Yesterday’s session was very different. I told her how I was feeling and I was surprised to learn that what I have been feeling regarding my therapy is pretty normal after seeing the same therapist for a while. She told me that from now on, we can take a different approach to my sessions. She is going to take me to the dark places instead of letting me beat around the bush by talking about my latest shopping adventures. We got started right away. She wanted to get to the bottom of the dark cloud that has been looming over me for a couple of weeks now and by gosh, with some painful talking on my part, I think we might have found the ticket.

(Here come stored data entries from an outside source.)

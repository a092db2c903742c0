//! Cart and line item types.

use crate::error::CommerceError;
use crate::money::{Currency, Money};
use serde::{Deserialize, Serialize};

/// Maximum quantity allowed per line item.
pub const MAX_QUANTITY_PER_ITEM: i64 = 9999;

/// A shopping cart.
///
/// Items keep first-added order and are keyed by product name: there is at
/// most one item per name and every item has a quantity of at least one.
#[derive(Debug, Clone, Serialize, Deserialize, PartialEq, Default)]
pub struct Cart {
    items: Vec<CartItem>,
    currency: Currency,
}

impl Cart {
    /// Create an empty cart priced in `currency`.
    pub fn new(currency: Currency) -> Self {
        Self {
            items: Vec::new(),
            currency,
        }
    }

    /// Add one unit of a product.
    ///
    /// An existing item with the same name has its quantity incremented and
    /// keeps its original unit price; otherwise a new item is appended.
    ///
    /// Returns an error if:
    /// - The name is empty
    /// - The price is negative or in another currency
    /// - The item is already at MAX_QUANTITY_PER_ITEM
    /// - The line total or the cart total would overflow
    pub fn add(
        &mut self,
        name: impl Into<String>,
        unit_price: Money,
    ) -> Result<&CartItem, CommerceError> {
        let name = name.into();
        if name.trim().is_empty() {
            return Err(CommerceError::EmptyName);
        }
        if unit_price.is_negative() {
            return Err(CommerceError::InvalidPrice(unit_price.display_amount()));
        }
        if unit_price.currency != self.currency {
            return Err(CommerceError::CurrencyMismatch {
                expected: self.currency.code().to_string(),
                got: unit_price.currency.code().to_string(),
            });
        }

        match self.position_of(&name) {
            Some(index) => {
                let item = &self.items[index];
                let new_quantity = item.quantity + 1;
                if new_quantity > MAX_QUANTITY_PER_ITEM {
                    return Err(CommerceError::QuantityExceedsLimit(
                        new_quantity,
                        MAX_QUANTITY_PER_ITEM,
                    ));
                }
                let kept_price = item.unit_price;
                self.ensure_headroom(kept_price, new_quantity)?;
                self.items[index].quantity = new_quantity;
                Ok(&self.items[index])
            }
            None => {
                self.ensure_headroom(unit_price, 1)?;
                self.items.push(CartItem {
                    name,
                    unit_price,
                    quantity: 1,
                });
                Ok(&self.items[self.items.len() - 1])
            }
        }
    }

    /// Remove the item at `position`.
    ///
    /// Out-of-range positions are ignored and return `None`.
    pub fn remove_at(&mut self, position: usize) -> Option<CartItem> {
        if position < self.items.len() {
            Some(self.items.remove(position))
        } else {
            None
        }
    }

    /// Clear all items from the cart.
    pub fn clear(&mut self) {
        self.items.clear();
    }

    /// Sum of all quantities (the badge count).
    pub fn total_quantity(&self) -> i64 {
        self.items.iter().map(|i| i.quantity).sum()
    }

    /// Sum of unit price times quantity over all items.
    pub fn total_price(&self) -> Result<Money, CommerceError> {
        let line_totals = self
            .items
            .iter()
            .map(CartItem::line_total)
            .collect::<Result<Vec<_>, _>>()?;
        Money::try_sum(line_totals.iter(), self.currency).ok_or(CommerceError::Overflow)
    }

    /// Items in first-added order.
    pub fn items(&self) -> &[CartItem] {
        &self.items
    }

    /// Number of distinct line items.
    pub fn len(&self) -> usize {
        self.items.len()
    }

    /// Check if cart is empty.
    pub fn is_empty(&self) -> bool {
        self.items.is_empty()
    }

    /// The currency prices are held in.
    pub fn currency(&self) -> Currency {
        self.currency
    }

    /// Get an item by product name.
    pub fn get(&self, name: &str) -> Option<&CartItem> {
        self.items.iter().find(|i| i.name == name)
    }

    /// Adding one more `unit_price` to a line that ends at `new_quantity` must
    /// leave both the line total and the cart total representable.
    fn ensure_headroom(&self, unit_price: Money, new_quantity: i64) -> Result<(), CommerceError> {
        unit_price
            .try_multiply(new_quantity)
            .ok_or(CommerceError::Overflow)?;
        self.total_price()?
            .try_add(&unit_price)
            .ok_or(CommerceError::Overflow)?;
        Ok(())
    }

    fn position_of(&self, name: &str) -> Option<usize> {
        self.items.iter().position(|i| i.name == name)
    }

    /// Fold a validated item into the cart, merging by name.
    ///
    /// Used when hydrating; quantities are capped at MAX_QUANTITY_PER_ITEM.
    pub(crate) fn merge_item(&mut self, item: CartItem) {
        match self.position_of(&item.name) {
            Some(index) => {
                let existing = &mut self.items[index];
                existing.quantity = existing
                    .quantity
                    .saturating_add(item.quantity)
                    .min(MAX_QUANTITY_PER_ITEM);
            }
            None => self.items.push(item),
        }
    }
}

/// A line item in the cart.
#[derive(Debug, Clone, Serialize, Deserialize, PartialEq)]
pub struct CartItem {
    /// Product name, unique within the cart.
    pub name: String,
    /// Unit price.
    pub unit_price: Money,
    /// Quantity, always at least one.
    pub quantity: i64,
}

impl CartItem {
    /// Unit price times quantity.
    pub fn line_total(&self) -> Result<Money, CommerceError> {
        self.unit_price
            .try_multiply(self.quantity)
            .ok_or(CommerceError::Overflow)
    }
}

#[cfg(test)]
mod tests {
    use super::*;

    fn usd(amount: f64) -> Money {
        Money::from_decimal(amount, Currency::USD)
    }

    #[test]
    fn test_cart_creation() {
        let cart = Cart::new(Currency::USD);
        assert!(cart.is_empty());
        assert_eq!(cart.total_quantity(), 0);
        assert_eq!(cart.total_price().unwrap().display_amount(), "0.00");
    }

    #[test]
    fn test_add_same_item_increases_quantity() {
        let mut cart = Cart::new(Currency::USD);
        cart.add("Widget", usd(9.99)).unwrap();
        let item = cart.add("Widget", usd(9.99)).unwrap();
        assert_eq!(item.quantity, 2);

        assert_eq!(cart.len(), 1);
        assert_eq!(cart.total_quantity(), 2);
    }

    #[test]
    fn test_widget_gadget_totals() {
        let mut cart = Cart::new(Currency::USD);
        cart.add("Widget", usd(9.99)).unwrap();
        cart.add("Widget", usd(9.99)).unwrap();
        cart.add("Gadget", usd(4.50)).unwrap();

        let names: Vec<_> = cart.items().iter().map(|i| (i.name.as_str(), i.quantity)).collect();
        assert_eq!(names, vec![("Widget", 2), ("Gadget", 1)]);
        assert_eq!(cart.total_quantity(), 3);
        assert_eq!(cart.total_price().unwrap().amount_cents, 2448);
        assert_eq!(cart.total_price().unwrap().display_amount(), "24.48");
    }

    #[test]
    fn test_repeat_add_keeps_first_price() {
        let mut cart = Cart::new(Currency::USD);
        cart.add("Widget", usd(9.99)).unwrap();
        cart.add("Widget", usd(1.00)).unwrap();
        assert_eq!(cart.get("Widget").unwrap().unit_price, usd(9.99));
    }

    #[test]
    fn test_remove_at() {
        let mut cart = Cart::new(Currency::USD);
        cart.add("Widget", usd(9.99)).unwrap();
        cart.add("Gadget", usd(4.50)).unwrap();

        let removed = cart.remove_at(0).unwrap();
        assert_eq!(removed.name, "Widget");
        assert_eq!(cart.items()[0].name, "Gadget");

        assert!(cart.remove_at(5).is_none());
        assert_eq!(cart.len(), 1);

        cart.remove_at(0);
        assert!(cart.is_empty());
    }

    #[test]
    fn test_rejects_invalid_input() {
        let mut cart = Cart::new(Currency::USD);
        assert_eq!(cart.add("  ", usd(1.0)).unwrap_err(), CommerceError::EmptyName);
        assert!(matches!(
            cart.add("Widget", Money::new(-1, Currency::USD)),
            Err(CommerceError::InvalidPrice(_))
        ));
        assert!(matches!(
            cart.add("Widget", Money::new(100, Currency::EUR)),
            Err(CommerceError::CurrencyMismatch { .. })
        ));
        assert!(cart.is_empty());
    }

    #[test]
    fn test_quantity_limit() {
        let mut cart = Cart::new(Currency::USD);
        cart.merge_item(CartItem {
            name: "Widget".into(),
            unit_price: usd(1.0),
            quantity: MAX_QUANTITY_PER_ITEM,
        });
        let result = cart.add("Widget", usd(1.0));
        assert!(matches!(result, Err(CommerceError::QuantityExceedsLimit(_, _))));
        assert_eq!(cart.total_quantity(), MAX_QUANTITY_PER_ITEM);
    }

    #[test]
    fn test_add_rejects_overflowing_totals() {
        let huge = Money::new(i64::MAX / 2 + 1, Currency::USD);
        let mut cart = Cart::new(Currency::USD);
        cart.add("Big", huge).unwrap();

        assert_eq!(cart.add("Big", huge).unwrap_err(), CommerceError::Overflow);
        assert_eq!(cart.add("Other", huge).unwrap_err(), CommerceError::Overflow);
        assert_eq!(cart.total_quantity(), 1);
        assert_eq!(cart.len(), 1);
        assert_eq!(cart.total_price().unwrap(), huge);
    }

    #[test]
    fn test_clear() {
        let mut cart = Cart::new(Currency::USD);
        cart.add("Widget", usd(9.99)).unwrap();
        cart.clear();
        assert!(cart.is_empty());
    }
}
//! Cache error types.

use thiserror::Error;

/// Errors that can occur when using the cache.
#[derive(Error, Debug)]
pub enum CacheError {
    /// The backing store is not available (no window, storage disabled).
    #[error("Store unavailable: {0}")]
    Unavailable(String),

    /// Failed to serialize or deserialize a value.
    #[error("Serialization error: {0}")]
    SerializeError(#[from] serde_json::Error),

    /// Failed to perform store operation (e.g. quota exceeded).
    #[error("Store operation failed: {0}")]
    StoreError(String),
}

impl CacheError {
    /// Whether the stored value exists but could not be decoded.
    pub fn is_malformed(&self) -> bool {
        matches!(self, CacheError::SerializeError(_))
    }
}
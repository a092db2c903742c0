//! Deterministic task executor.
//!
//! [`TaskQueue`] plays the role of the browser's timer loop on a virtual
//! clock: tasks fire in due-time order, ties in scheduling order, and the
//! commands they dispatch may schedule more tasks.

use std::time::Duration;

use crate::command::{Command, FormKind, Task, TimerId};

#[derive(Debug, Clone)]
struct Pending {
    due: Duration,
    seq: u64,
    command: Command,
    repeat: Option<(TimerId, Duration)>,
}

/// Virtual-clock executor for [`Task`]s.
#[derive(Debug, Default)]
pub struct TaskQueue {
    now: Duration,
    seq: u64,
    pending: Vec<Pending>,
    form_resets: Vec<FormKind>,
    cancelled: Vec<TimerId>,
}

impl TaskQueue {
    /// Create an empty queue at time zero.
    pub fn new() -> Self {
        Self::default()
    }

    /// Current virtual time.
    pub fn now(&self) -> Duration {
        self.now
    }

    /// Whether nothing is scheduled.
    pub fn is_idle(&self) -> bool {
        self.pending.is_empty()
    }

    /// Number of scheduled entries.
    pub fn len(&self) -> usize {
        self.pending.len()
    }

    /// Whether nothing is scheduled.
    pub fn is_empty(&self) -> bool {
        self.pending.is_empty()
    }

    /// Forms reset so far, in order.
    pub fn form_resets(&self) -> &[FormKind] {
        &self.form_resets
    }

    /// Intervals cancelled so far, in order.
    pub fn cancelled_timers(&self) -> &[TimerId] {
        &self.cancelled
    }

    /// Whether a repeating timer is still armed.
    pub fn has_interval(&self, timer: TimerId) -> bool {
        self.pending
            .iter()
            .any(|p| matches!(p.repeat, Some((id, _)) if id == timer))
    }

    /// Accept tasks returned by a dispatch.
    pub fn push_all(&mut self, tasks: impl IntoIterator<Item = Task>) {
        for task in tasks {
            self.push(task);
        }
    }

    /// Accept one task.
    pub fn push(&mut self, task: Task) {
        match task {
            Task::Schedule { delay, command } => self.enqueue(self.now + delay, command, None),
            Task::StartInterval {
                timer,
                every,
                command,
            } => self.enqueue(self.now + every, command, Some((timer, every))),
            Task::CancelInterval { timer } => {
                self.pending
                    .retain(|p| !matches!(p.repeat, Some((id, _)) if id == timer));
                self.cancelled.push(timer);
            }
            Task::ResetForm(form) => self.form_resets.push(form),
        }
    }

    fn enqueue(&mut self, due: Duration, command: Command, repeat: Option<(TimerId, Duration)>) {
        self.seq += 1;
        self.pending.push(Pending {
            due,
            seq: self.seq,
            command,
            repeat,
        });
    }

    fn pop_due(&mut self, until: Duration) -> Option<Pending> {
        let index = self
            .pending
            .iter()
            .enumerate()
            .filter(|(_, p)| p.due <= until)
            .min_by_key(|(_, p)| (p.due, p.seq))
            .map(|(i, _)| i)?;
        Some(self.pending.remove(index))
    }

    /// Advance the clock by `by`, dispatching every command that falls due.
    ///
    /// Returns the number of commands dispatched.
    pub fn advance<F>(&mut self, by: Duration, mut dispatch: F) -> usize
    where
        F: FnMut(Command) -> Vec<Task>,
    {
        let until = self.now + by;
        let mut fired = 0;
        while let Some(entry) = self.pop_due(until) {
            self.now = entry.due;
            // Re-arm before dispatching so a cancel issued by this tick wins.
            if let Some((timer, every)) = entry.repeat {
                self.enqueue(entry.due + every, entry.command.clone(), Some((timer, every)));
            }
            let tasks = dispatch(entry.command);
            self.push_all(tasks);
            fired += 1;
        }
        self.now = until;
        fired
    }

    /// Run until nothing is scheduled, giving up after `max_steps` dispatches.
    ///
    /// Returns the number of commands dispatched.
    pub fn run_until_idle<F>(&mut self, max_steps: usize, mut dispatch: F) -> usize
    where
        F: FnMut(Command) -> Vec<Task>,
    {
        let mut fired = 0;
        while fired < max_steps {
            let Some(next_due) = self.pending.iter().map(|p| p.due).min() else {
                break;
            };
            let by = next_due.saturating_sub(self.now);
            let mut budget = max_steps - fired;
            fired += self.advance(by, |command| {
                if budget == 0 {
                    return Vec::new();
                }
                budget -= 1;
                dispatch(command)
            });
        }
        fired
    }
}
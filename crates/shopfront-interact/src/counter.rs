//! Counter animator for statistic text such as `"$2,500+"` or `"98%"`.

use shopfront_commerce::Currency;

use crate::command::{CounterId, TimerId};

/// Parsed form of a counter's authored text.
#[derive(Debug, Clone, PartialEq, Eq)]
pub enum CounterText {
    /// A leading integer magnitude with text around it.
    Numeric {
        prefix: String,
        target: u64,
        suffix: String,
    },
    /// Left exactly as authored: price ranges such as `"$10-20"`, texts
    /// without digits, and zero targets.
    Verbatim,
}

impl CounterText {
    /// Split `text` into prefix, leading integer magnitude and suffix.
    ///
    /// Thousands separators (`,`) inside the magnitude are skipped.
    pub fn parse(text: &str) -> Self {
        if is_currency_range(text) {
            return CounterText::Verbatim;
        }

        let Some(start) = text.find(|c: char| c.is_ascii_digit()) else {
            return CounterText::Verbatim;
        };
        let (prefix, rest) = text.split_at(start);

        let mut target: u64 = 0;
        // Byte offset just past the last digit consumed.
        let mut end = 0;
        for (i, c) in rest.char_indices() {
            if let Some(digit) = c.to_digit(10) {
                target = match target
                    .checked_mul(10)
                    .and_then(|t| t.checked_add(u64::from(digit)))
                {
                    Some(t) => t,
                    None => return CounterText::Verbatim,
                };
                end = i + 1;
            } else if c == ',' && next_is_digit(rest, i) {
                continue;
            } else {
                break;
            }
        }

        if target == 0 {
            return CounterText::Verbatim;
        }

        CounterText::Numeric {
            prefix: prefix.to_string(),
            target,
            suffix: rest[end..].to_string(),
        }
    }
}

fn next_is_digit(text: &str, comma_at: usize) -> bool {
    text[comma_at + 1..]
        .chars()
        .next()
        .is_some_and(|c| c.is_ascii_digit())
}

/// Ranges such as `"$10-20"` are not animated.
fn is_currency_range(text: &str) -> bool {
    let has_dash = text.contains(&['-', '\u{2013}', '\u{2014}'][..]);
    has_dash && text.chars().any(Currency::is_symbol_char)
}

/// Format `value` with `separator` between groups of three digits.
pub fn format_grouped(value: u64, separator: char) -> String {
    let digits = value.to_string();
    let mut out = String::with_capacity(digits.len() + digits.len() / 3);
    for (i, c) in digits.chars().enumerate() {
        if i > 0 && (digits.len() - i) % 3 == 0 {
            out.push(separator);
        }
        out.push(c);
    }
    out
}

/// One animated number.
///
/// Starts at zero, advances by `target / steps` per tick, and finishes on the
/// tick that reaches or passes the target. The final text is the authored
/// text, so the animation ends exactly where the page copy says.
#[derive(Debug, Clone, PartialEq)]
pub struct Counter {
    id: CounterId,
    authored: String,
    parsed: CounterText,
    display: String,
    current: f64,
    step: f64,
    counted: bool,
    finished: bool,
    separator: char,
}

impl Counter {
    /// Tag a counter text. Nothing animates until [`Counter::start`].
    pub fn new(id: CounterId, authored: impl Into<String>, separator: char) -> Self {
        let authored = authored.into();
        Self {
            id,
            parsed: CounterText::parse(&authored),
            display: authored.clone(),
            authored,
            current: 0.0,
            step: 0.0,
            counted: false,
            finished: false,
            separator,
        }
    }

    pub fn id(&self) -> CounterId {
        self.id
    }

    /// The timer driving this counter.
    pub fn timer(&self) -> TimerId {
        TimerId(self.id.0 as u64)
    }

    /// Text currently shown.
    pub fn text(&self) -> &str {
        &self.display
    }

    /// Whether the counted marker is set.
    pub fn is_counted(&self) -> bool {
        self.counted
    }

    /// Whether the animation has reached its final text.
    pub fn is_finished(&self) -> bool {
        self.finished
    }

    pub fn parsed(&self) -> &CounterText {
        &self.parsed
    }

    /// Mark counted and reset to zero.
    ///
    /// Returns `true` when an interval must drive [`Counter::tick`]. Verbatim
    /// texts and already counted counters return `false` and stay as they are.
    pub fn start(&mut self, steps: u32) -> bool {
        if self.counted {
            return false;
        }
        self.counted = true;
        match &self.parsed {
            CounterText::Numeric { target, .. } => {
                self.current = 0.0;
                self.step = *target as f64 / f64::from(steps.max(1));
                self.display = self.render(0);
                true
            }
            CounterText::Verbatim => {
                self.finished = true;
                false
            }
        }
    }

    /// Advance one step. Returns `true` once the target is reached.
    pub fn tick(&mut self) -> bool {
        if self.finished {
            return true;
        }
        let CounterText::Numeric { target, .. } = &self.parsed else {
            self.finished = true;
            return true;
        };
        let target = *target;

        self.current += self.step;
        if self.current >= target as f64 {
            self.current = target as f64;
            self.display = self.authored.clone();
            self.finished = true;
        } else {
            self.display = self.render(self.current.floor() as u64);
        }
        self.finished
    }

    fn render(&self, value: u64) -> String {
        match &self.parsed {
            CounterText::Numeric { prefix, suffix, .. } => {
                format!("{}{}{}", prefix, format_grouped(value, self.separator), suffix)
            }
            CounterText::Verbatim => self.authored.clone(),
        }
    }
}
//! Typed wrapper with automatic JSON serialization.

use crate::store::KeyValueStore;
use crate::CacheError;
use serde::{de::DeserializeOwned, Serialize};

/// Type-safe cache over a [`KeyValueStore`].
///
/// Provides automatic JSON serialization for any type that implements
/// `Serialize` and `DeserializeOwned`.
#[derive(Debug, Clone)]
pub struct Cache<S> {
    store: S,
}

impl<S: KeyValueStore> Cache<S> {
    /// Wrap a store.
    pub fn new(store: S) -> Self {
        Self { store }
    }

    /// Get a value from the cache.
    ///
    /// Returns `None` if the key doesn't exist and
    /// [`CacheError::SerializeError`] if the stored text is not a valid `T`.
    pub fn get<T: DeserializeOwned>(&self, key: &str) -> Result<Option<T>, CacheError> {
        match self.store.get(key)? {
            Some(raw) => Ok(Some(serde_json::from_str(&raw)?)),
            None => Ok(None),
        }
    }

    /// Set a value in the cache.
    pub fn set<T: Serialize + ?Sized>(&self, key: &str, value: &T) -> Result<(), CacheError> {
        let raw = serde_json::to_string(value)?;
        self.store.set(key, &raw)
    }

    /// Delete a value from the cache.
    pub fn delete(&self, key: &str) -> Result<(), CacheError> {
        self.store.delete(key)
    }

    /// Check if a key exists in the cache.
    pub fn exists(&self, key: &str) -> Result<bool, CacheError> {
        self.store.exists(key)
    }

    /// The underlying store.
    pub fn store(&self) -> &S {
        &self.store
    }
}
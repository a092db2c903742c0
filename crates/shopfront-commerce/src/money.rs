//! Prices held as integer minor units.
//!
//! Cart totals such as `9.99 * 2 + 4.50` must come out exact, so nothing here
//! adds floats. Decimals only appear at the edges: parsing price attributes and
//! the persisted cart snapshot.

use std::fmt;

use serde::{Deserialize, Serialize};

use crate::error::CommerceError;

/// Currencies a storefront can be configured with.
#[derive(Debug, Clone, Copy, PartialEq, Eq, Hash, Serialize, Deserialize, Default)]
pub enum Currency {
    #[default]
    USD,
    EUR,
    GBP,
    JPY,
    INR,
}

impl Currency {
    const ALL: [Currency; 5] = [
        Currency::USD,
        Currency::EUR,
        Currency::GBP,
        Currency::JPY,
        Currency::INR,
    ];

    /// `(ISO code, symbol, digits after the decimal point)`
    const fn table(self) -> (&'static str, char, u32) {
        match self {
            Currency::USD => ("USD", '$', 2),
            Currency::EUR => ("EUR", '\u{20ac}', 2),
            Currency::GBP => ("GBP", '\u{00a3}', 2),
            Currency::JPY => ("JPY", '\u{00a5}', 0),
            Currency::INR => ("INR", '\u{20b9}', 2),
        }
    }

    pub fn code(self) -> &'static str {
        self.table().0
    }

    pub fn symbol(self) -> char {
        self.table().1
    }

    /// Digits after the decimal point. Zero for yen.
    pub fn minor_digits(self) -> u32 {
        self.table().2
    }

    fn minor_per_major(self) -> i64 {
        10_i64.pow(self.minor_digits())
    }

    /// Case-insensitive lookup by ISO code.
    pub fn from_code(code: &str) -> Option<Self> {
        Self::ALL
            .into_iter()
            .find(|currency| currency.code().eq_ignore_ascii_case(code.trim()))
    }

    /// Whether `c` is one of the currency symbols shown in page copy.
    pub fn is_symbol_char(c: char) -> bool {
        Self::ALL.into_iter().any(|currency| currency.symbol() == c)
    }
}

impl fmt::Display for Currency {
    fn fmt(&self, f: &mut fmt::Formatter<'_>) -> fmt::Result {
        f.write_str(self.code())
    }
}

/// An amount in minor units (cents for USD) tagged with its currency.
#[derive(Debug, Clone, Copy, PartialEq, Eq, Hash, Serialize, Deserialize, Default)]
pub struct Money {
    pub amount_cents: i64,
    pub currency: Currency,
}

impl Money {
    pub fn new(amount_cents: i64, currency: Currency) -> Self {
        Self {
            amount_cents,
            currency,
        }
    }

    pub fn zero(currency: Currency) -> Self {
        Self::new(0, currency)
    }

    /// Round a decimal amount to the nearest minor unit.
    ///
    /// Non-finite input saturates. Input from the page goes through
    /// [`Money::try_from_decimal`] instead.
    ///
    /// ```
    /// use shopfront_commerce::money::{Money, Currency};
    /// let price = Money::from_decimal(49.99, Currency::USD);
    /// assert_eq!(price.amount_cents, 4999);
    /// ```
    pub fn from_decimal(amount: f64, currency: Currency) -> Self {
        let scaled = (amount * currency.minor_per_major() as f64).round();
        Self::new(scaled as i64, currency)
    }

    /// Like [`Money::from_decimal`] but rejects NaN, infinities, negatives and
    /// amounts too large for `i64` minor units.
    pub fn try_from_decimal(amount: f64, currency: Currency) -> Result<Self, CommerceError> {
        if !amount.is_finite() || amount < 0.0 {
            return Err(CommerceError::InvalidPrice(amount.to_string()));
        }
        let scaled = (amount * currency.minor_per_major() as f64).round();
        if scaled >= i64::MAX as f64 {
            return Err(CommerceError::Overflow);
        }
        Ok(Self::new(scaled as i64, currency))
    }

    /// Parse price attribute text such as `"9.99"`.
    pub fn parse(text: &str, currency: Currency) -> Result<Self, CommerceError> {
        match text.trim().parse::<f64>() {
            Ok(amount) => Self::try_from_decimal(amount, currency),
            Err(_) => Err(CommerceError::InvalidPrice(text.to_string())),
        }
    }

    pub fn is_negative(&self) -> bool {
        self.amount_cents < 0
    }

    /// The amount in major units, as stored in cart snapshots.
    pub fn to_decimal(&self) -> f64 {
        self.amount_cents as f64 / self.currency.minor_per_major() as f64
    }

    /// `"$49.99"`
    pub fn display(&self) -> String {
        let amount = self.display_amount();
        match amount.strip_prefix('-') {
            Some(digits) => format!("-{}{}", self.currency.symbol(), digits),
            None => format!("{}{}", self.currency.symbol(), amount),
        }
    }

    /// `"49.99"`, always with the currency's full number of decimals.
    pub fn display_amount(&self) -> String {
        let digits = self.currency.minor_digits() as usize;
        let per_major = self.currency.minor_per_major().unsigned_abs();
        let magnitude = self.amount_cents.unsigned_abs();
        let sign = if self.is_negative() { "-" } else { "" };

        let major = magnitude / per_major;
        if digits == 0 {
            format!("{sign}{major}")
        } else {
            let minor = magnitude % per_major;
            format!("{sign}{major}.{minor:0digits$}")
        }
    }

    /// `None` when the currencies differ or the sum overflows.
    pub fn try_add(&self, other: &Money) -> Option<Money> {
        if self.currency != other.currency {
            return None;
        }
        let cents = self.amount_cents.checked_add(other.amount_cents)?;
        Some(Money::new(cents, self.currency))
    }

    /// `None` on overflow.
    pub fn try_multiply(&self, factor: i64) -> Option<Money> {
        let cents = self.amount_cents.checked_mul(factor)?;
        Some(Money::new(cents, self.currency))
    }

    /// Total of `amounts`, starting from zero in `currency`.
    pub fn try_sum<'a>(
        amounts: impl Iterator<Item = &'a Money>,
        currency: Currency,
    ) -> Option<Money> {
        amounts.fold(Some(Money::zero(currency)), |total, amount| {
            total.and_then(|total| total.try_add(amount))
        })
    }
}

impl fmt::Display for Money {
    fn fmt(&self, f: &mut fmt::Formatter<'_>) -> fmt::Result {
        f.write_str(&self.display())
    }
}

#[cfg(test)]
mod tests {
    use super::*;

    fn usd(cents: i64) -> Money {
        Money::new(cents, Currency::USD)
    }

    #[test]
    fn test_decimal_rounds_to_minor_units() {
        assert_eq!(Money::from_decimal(49.99, Currency::USD).amount_cents, 4999);
        assert_eq!(Money::from_decimal(0.1 + 0.2, Currency::USD).amount_cents, 30);
        assert_eq!(Money::from_decimal(100.0, Currency::JPY).amount_cents, 100);
        assert_eq!(usd(1250).to_decimal(), 12.5);
    }

    #[test]
    fn test_try_from_decimal_rejects_bad_prices() {
        for bad in [f64::NAN, f64::INFINITY, f64::NEG_INFINITY, -0.01] {
            assert!(matches!(
                Money::try_from_decimal(bad, Currency::USD),
                Err(CommerceError::InvalidPrice(_))
            ));
        }
        assert!(matches!(
            Money::try_from_decimal(1e300, Currency::USD),
            Err(CommerceError::Overflow)
        ));
        assert_eq!(Money::try_from_decimal(0.0, Currency::USD).unwrap(), usd(0));
    }

    #[test]
    fn test_parse_attribute_text() {
        assert_eq!(Money::parse(" 4.50 ", Currency::USD).unwrap(), usd(450));
        assert!(matches!(
            Money::parse("free", Currency::USD),
            Err(CommerceError::InvalidPrice(text)) if text == "free"
        ));
    }

    #[test]
    fn test_display() {
        assert_eq!(usd(4999).display(), "$49.99");
        assert_eq!(usd(5).display(), "$0.05");
        assert_eq!(usd(-250).display(), "-$2.50");
        assert_eq!(Money::new(100, Currency::JPY).display(), "\u{00a5}100");
        assert_eq!(Money::new(-250, Currency::EUR).display_amount(), "-2.50");
        assert_eq!(usd(2448).to_string(), "$24.48");
    }

    #[test]
    fn test_checked_arithmetic() {
        let total = usd(999).try_multiply(2).and_then(|t| t.try_add(&usd(450)));
        assert_eq!(total, Some(usd(2448)));
        assert!(usd(1).try_add(&Money::new(1, Currency::EUR)).is_none());
        assert!(usd(i64::MAX).try_multiply(2).is_none());

        let lines = [usd(100), usd(250)];
        assert_eq!(Money::try_sum(lines.iter(), Currency::USD), Some(usd(350)));
        assert_eq!(Money::try_sum([].iter(), Currency::USD), Some(usd(0)));
        assert!(Money::try_sum([usd(i64::MAX), usd(1)].iter(), Currency::USD).is_none());
    }

    #[test]
    fn test_currency_lookup() {
        assert_eq!(Currency::from_code("USD"), Some(Currency::USD));
        assert_eq!(Currency::from_code("eur"), Some(Currency::EUR));
        assert_eq!(Currency::from_code("BTC"), None);
        assert!(Currency::is_symbol_char('\u{00a3}'));
        assert!(!Currency::is_symbol_char('#'));
        assert_eq!(Currency::JPY.minor_digits(), 0);
    }
}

You see, my relationship with my father had never been the “daddy’s little girl” type of relationship. Rather, it has been one filled with rage and anger. My parents were very young when I was born and I often times felt like the accident when it came to my dad. The relationship was short on love but high on abuse and alcoholic rages. And then one day, it all changed. My oldest of my younger brothers was killed in a car accident and this changed the dynamic of my family for what I am sure will be forever. My dad started flying the straight and narrow and even told me that he loved me for the very first time in my life, I was 28. But too me, it was all too little too late.
So, that is the background and so now onto the dark cloud. Last weekend, that dinner we went to with my family was a celebration for my dad. A celebration for him being voted into their church as a Deacon. It was my dear husbands idea for us to go down and celebrate this momentous occasion in his life. I thought it was a very sweet gesture from him and I also thought it was the kind of thing that I *should* want to do. So, we packed our bags and went and I resented every minute of it. I feel like it is all a big fat faker lie, a front and no one can see through it except me because the only person in my family that was ever willing to talk about how hard it was being his kid is now dead. That leaves me here, alone, celebrating what I feel like is bullshit.
So, without even realizing it, all of that compounded by the fact that Monday would have been my brother’s 29th birthday left the cloud over me and my therapist, the friend I pay, drug all of that out of me. I cried most of the session, something I have never done before. I have always been afraid to really let it all go. And instead of ending the session with a have a great week, she said “we will pick up here next week”. So, I feel better knowing that even if I am having an awesome week full of healthy food and exercise, she will take me to the dark places.
After the intense therapy, I was only a little hungry. The dear husband made an Amy’s Organic frozen cheeseless pizza and I had a peach on the side. The peach was perfectly ripe and delicious. The meal was very soothing and comforting.
After dinner, we watched “What Happens In Vegas” and ate some popcorn. I fell asleep about 30 minutes into the movie so I am not sure how it was. It started out kind of silly so I’m not really sad that I missed most of it.
QOTD: Is there a relationship in your life that you needed to change? How did you do it?